Breakthrough Alzheimer's drug 'beginning of end' in treatment search

Experts have hailed the results, indicating that it could be long-awaited proof that the disease can be treated.

Breakthrough Alzheimer’s drug lecanemab ‘beginning of the end’ in fight against disease iStock

A drug found to reduce memory decline among Alzheimer’s patients has been hailed as the “beginning of the end” in the search for an effective treatment against the disease.

Lecanemab is designed to target and clear amyloid – one of the proteins that builds up in the brains of people with Alzheimer’s.

It was developed in a partnership between US biotech firm Biogen and Tokyo-based pharmaceutical company Eisai.

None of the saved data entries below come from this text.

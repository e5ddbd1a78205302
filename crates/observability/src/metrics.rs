//! 同步结果指标收集模块
//!
//! 基于 SyncResult 收集和统计每次运行的同步指标。

use std::collections::BTreeMap;

use contracts::{ContractError, SyncResult};
use metrics::{counter, describe_counter, describe_gauge, describe_histogram, gauge, histogram, Unit};
use tracing::debug;

/// 注册本项目导出的指标说明
///
/// 标签只取有限集合（来源、阶段、原因、错误类别）；`run_id` 只出现在日志中。
pub fn describe_metrics() {
    describe_counter!("bike_sync_runs_total", "Runs synchronized, by selected tau source");
    describe_gauge!(
        "bike_sync_last_tau_seconds",
        Unit::Seconds,
        "Tau of the most recently synchronized run"
    );
    describe_histogram!(
        "bike_sync_tau_seconds",
        Unit::Seconds,
        "Estimated time shift per run"
    );
    describe_histogram!(
        "bike_sync_refinement_shift_seconds",
        Unit::Seconds,
        "Distance between the final tau and the grid optimum"
    );
    describe_histogram!(
        "bike_sync_segment_len",
        Unit::Count,
        "Samples in the valid segment around the bump"
    );
    describe_counter!(
        "bike_sync_decisions_total",
        "Cross-check outcomes, by stage and reason"
    );
    describe_counter!("bike_sync_failures_total", "Failed runs, by error kind");
}

/// 从 SyncResult 记录指标
///
/// 每完成一次运行的同步时调用。`run_id` 只写入 debug 日志，不作为指标标签。
///
/// # Example
///
/// ```ignore
/// use observability::metrics::record_sync_result;
///
/// let result = estimator.estimate(&reference, &shifted, speed)?;
/// record_sync_result("00105", &result);
/// ```
pub fn record_sync_result(run_id: &str, result: &SyncResult) {
    counter!("bike_sync_runs_total", "source" => result.source.as_str()).increment(1);

    gauge!("bike_sync_last_tau_seconds").set(result.tau);
    histogram!("bike_sync_tau_seconds").record(result.tau);

    // 网格最优与最终结果的差
    histogram!("bike_sync_refinement_shift_seconds").record((result.tau - result.grid_tau).abs());

    histogram!("bike_sync_segment_len").record(result.segment.len() as f64);

    for decision in &result.decisions {
        counter!(
            "bike_sync_decisions_total",
            "stage" => decision.stage.as_str(),
            "reason" => decision.reason.as_str()
        )
        .increment(1);
    }
    debug!(run_id, tau = result.tau, source = result.source.as_str(), "sync metrics recorded");
}

/// 记录同步失败
pub fn record_sync_failure(run_id: &str, err: &ContractError) {
    counter!("bike_sync_failures_total", "kind" => err.kind()).increment(1);
    debug!(run_id, kind = err.kind(), "sync failure recorded");
}

/// 同步运行聚合器
///
/// 在内存中聚合一批运行的结果，便于输出摘要。
#[derive(Debug, Clone, Default)]
pub struct SyncRunAggregator {
    /// 成功运行数
    pub succeeded: u64,

    /// 被覆盖（种子被替换）的运行数
    pub overridden: u64,

    /// tau 统计 (秒)
    pub tau_stats: RunningStats,

    /// 网格最小误差统计
    pub error_stats: RunningStats,

    /// 各来源的选中次数
    pub source_counts: BTreeMap<&'static str, u64>,

    /// 各错误类别的失败次数
    pub failure_counts: BTreeMap<&'static str, u64>,
}

impl SyncRunAggregator {
    /// 创建新的聚合器
    pub fn new() -> Self {
        Self::default()
    }

    /// 记录一次成功的同步
    pub fn update(&mut self, result: &SyncResult) {
        self.succeeded += 1;
        if result.was_overridden() {
            self.overridden += 1;
        }
        self.tau_stats.push(result.tau);
        if result.min_error.is_finite() {
            self.error_stats.push(result.min_error);
        }
        *self.source_counts.entry(result.source.as_str()).or_insert(0) += 1;
    }

    /// 记录一次失败的同步
    pub fn record_failure(&mut self, err: &ContractError) {
        *self.failure_counts.entry(err.kind()).or_insert(0) += 1;
    }

    /// 失败总数
    pub fn failed(&self) -> u64 {
        self.failure_counts.values().sum()
    }

    /// 生成摘要报告
    pub fn summary(&self) -> RunSummary {
        let total = self.succeeded + self.failed();
        RunSummary {
            total_runs: total,
            succeeded: self.succeeded,
            failed: self.failed(),
            overridden: self.overridden,
            success_rate: if total > 0 {
                self.succeeded as f64 / total as f64 * 100.0
            } else {
                0.0
            },
            tau_s: StatsSummary::from(&self.tau_stats),
            min_error: StatsSummary::from(&self.error_stats),
            source_counts: self.source_counts.clone(),
            failure_counts: self.failure_counts.clone(),
        }
    }

    /// 重置统计
    pub fn reset(&mut self) {
        *self = Self::default();
    }
}

/// 运行摘要
#[derive(Debug, Clone, Default)]
pub struct RunSummary {
    pub total_runs: u64,
    pub succeeded: u64,
    pub failed: u64,
    pub overridden: u64,
    pub success_rate: f64,
    pub tau_s: StatsSummary,
    pub min_error: StatsSummary,
    pub source_counts: BTreeMap<&'static str, u64>,
    pub failure_counts: BTreeMap<&'static str, u64>,
}

impl std::fmt::Display for RunSummary {
    fn fmt(&self, f: &mut std::fmt::Formatter<'_>) -> std::fmt::Result {
        writeln!(f, "=== Sync Run Summary ===")?;
        writeln!(f, "Total runs: {}", self.total_runs)?;
        writeln!(
            f,
            "Succeeded: {} ({:.2}%)",
            self.succeeded, self.success_rate
        )?;
        writeln!(f, "Failed: {}", self.failed)?;
        writeln!(f, "Overridden: {}", self.overridden)?;
        writeln!(f, "Tau (s): {}", self.tau_s)?;
        writeln!(f, "Min error: {}", self.min_error)?;

        if !self.source_counts.is_empty() {
            writeln!(f, "Selected sources:")?;
            for (source, count) in &self.source_counts {
                writeln!(f, "  {}: {}", source, count)?;
            }
        }
        if !self.failure_counts.is_empty() {
            writeln!(f, "Failures:")?;
            for (kind, count) in &self.failure_counts {
                writeln!(f, "  {}: {}", kind, count)?;
            }
        }

        Ok(())
    }
}

/// 统计摘要
#[derive(Debug, Clone, Default)]
pub struct StatsSummary {
    pub count: u64,
    pub min: f64,
    pub max: f64,
    pub mean: f64,
    pub std_dev: f64,
}

impl From<&RunningStats> for StatsSummary {
    fn from(stats: &RunningStats) -> Self {
        Self {
            count: stats.count,
            min: stats.min,
            max: stats.max,
            mean: stats.mean(),
            std_dev: stats.std_dev(),
        }
    }
}

impl std::fmt::Display for StatsSummary {
    fn fmt(&self, f: &mut std::fmt::Formatter<'_>) -> std::fmt::Result {
        if self.count == 0 {
            write!(f, "N/A")
        } else {
            write!(
                f,
                "min={:.4}, max={:.4}, mean={:.4}, std={:.4} (n={})",
                self.min, self.max, self.mean, self.std_dev, self.count
            )
        }
    }
}

/// 在线统计计算器 (Welford's algorithm)
#[derive(Debug, Clone, Default)]
pub struct RunningStats {
    count: u64,
    mean: f64,
    m2: f64,
    min: f64,
    max: f64,
}

impl RunningStats {
    /// 添加新值
    pub fn push(&mut self, value: f64) {
        self.count += 1;

        if self.count == 1 {
            self.min = value;
            self.max = value;
            self.mean = value;
            self.m2 = 0.0;
        } else {
            self.min = self.min.min(value);
            self.max = self.max.max(value);

            let delta = value - self.mean;
            self.mean += delta / self.count as f64;
            self.m2 += delta * (value - self.mean);
        }
    }

    pub fn count(&self) -> u64 {
        self.count
    }

    pub fn mean(&self) -> f64 {
        if self.count == 0 {
            0.0
        } else {
            self.mean
        }
    }

    /// 样本方差
    pub fn variance(&self) -> f64 {
        if self.count < 2 {
            0.0
        } else {
            self.m2 / (self.count - 1) as f64
        }
    }

    pub fn std_dev(&self) -> f64 {
        self.variance().sqrt()
    }

    pub fn min(&self) -> f64 {
        self.min
    }

    pub fn max(&self) -> f64 {
        self.max
    }
}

Clinical trial results at the phase three stage have now been reported by Eisai, following a trial involving 1,795 people with early Alzheimer’s disease.

Scientists found that after 18 months, the drug slowed progression of the disease by 27% when compared to patients taking the placebo.

Experts have hailed the results, indicating that it could be long-awaited proof that the disease can be treated.

Professor John Hardy, group leader at the UK Dementia Research Institute at University College London, explained that the theory that clearing amyloid could help target the disease had been around for decades.

“This trial is an important first step and I truly believe it represents the beginning of the end,” he said.

“The amyloid theory has been around for 30 years so this has been a long time coming.

“It’s fantastic to receive this confirmation that we’ve been on the right track all along, as these results convincingly demonstrate, for the first time, the link between removing amyloid and slowing the progress of Alzheimer’s disease.

“The first step is the hardest and we now know exactly what we need to do to develop effective drugs.

“It’s exciting to think that future work will build on this and we will soon have life-changing treatments tot tackle this disease.”

Professor Bart De Strooper, director at the institute, said there had been “many disappointments” along the way in research on the disease.

“I believe it confirms a new era of disease modification for Alzheimer’s disease,” he said.

“An era that comes after more than 20 years of hard work on anti-amyloid immunotherapies, by many, many people, and many disappointments along the way.”

Dr Richard Oakley, associate director of research at Alzheimer’s Society, said the results had the potential to be “game-changing”.

“They give us hope that in the future people with early Alzheimer’s disease could have more time with their loved ones,” he added.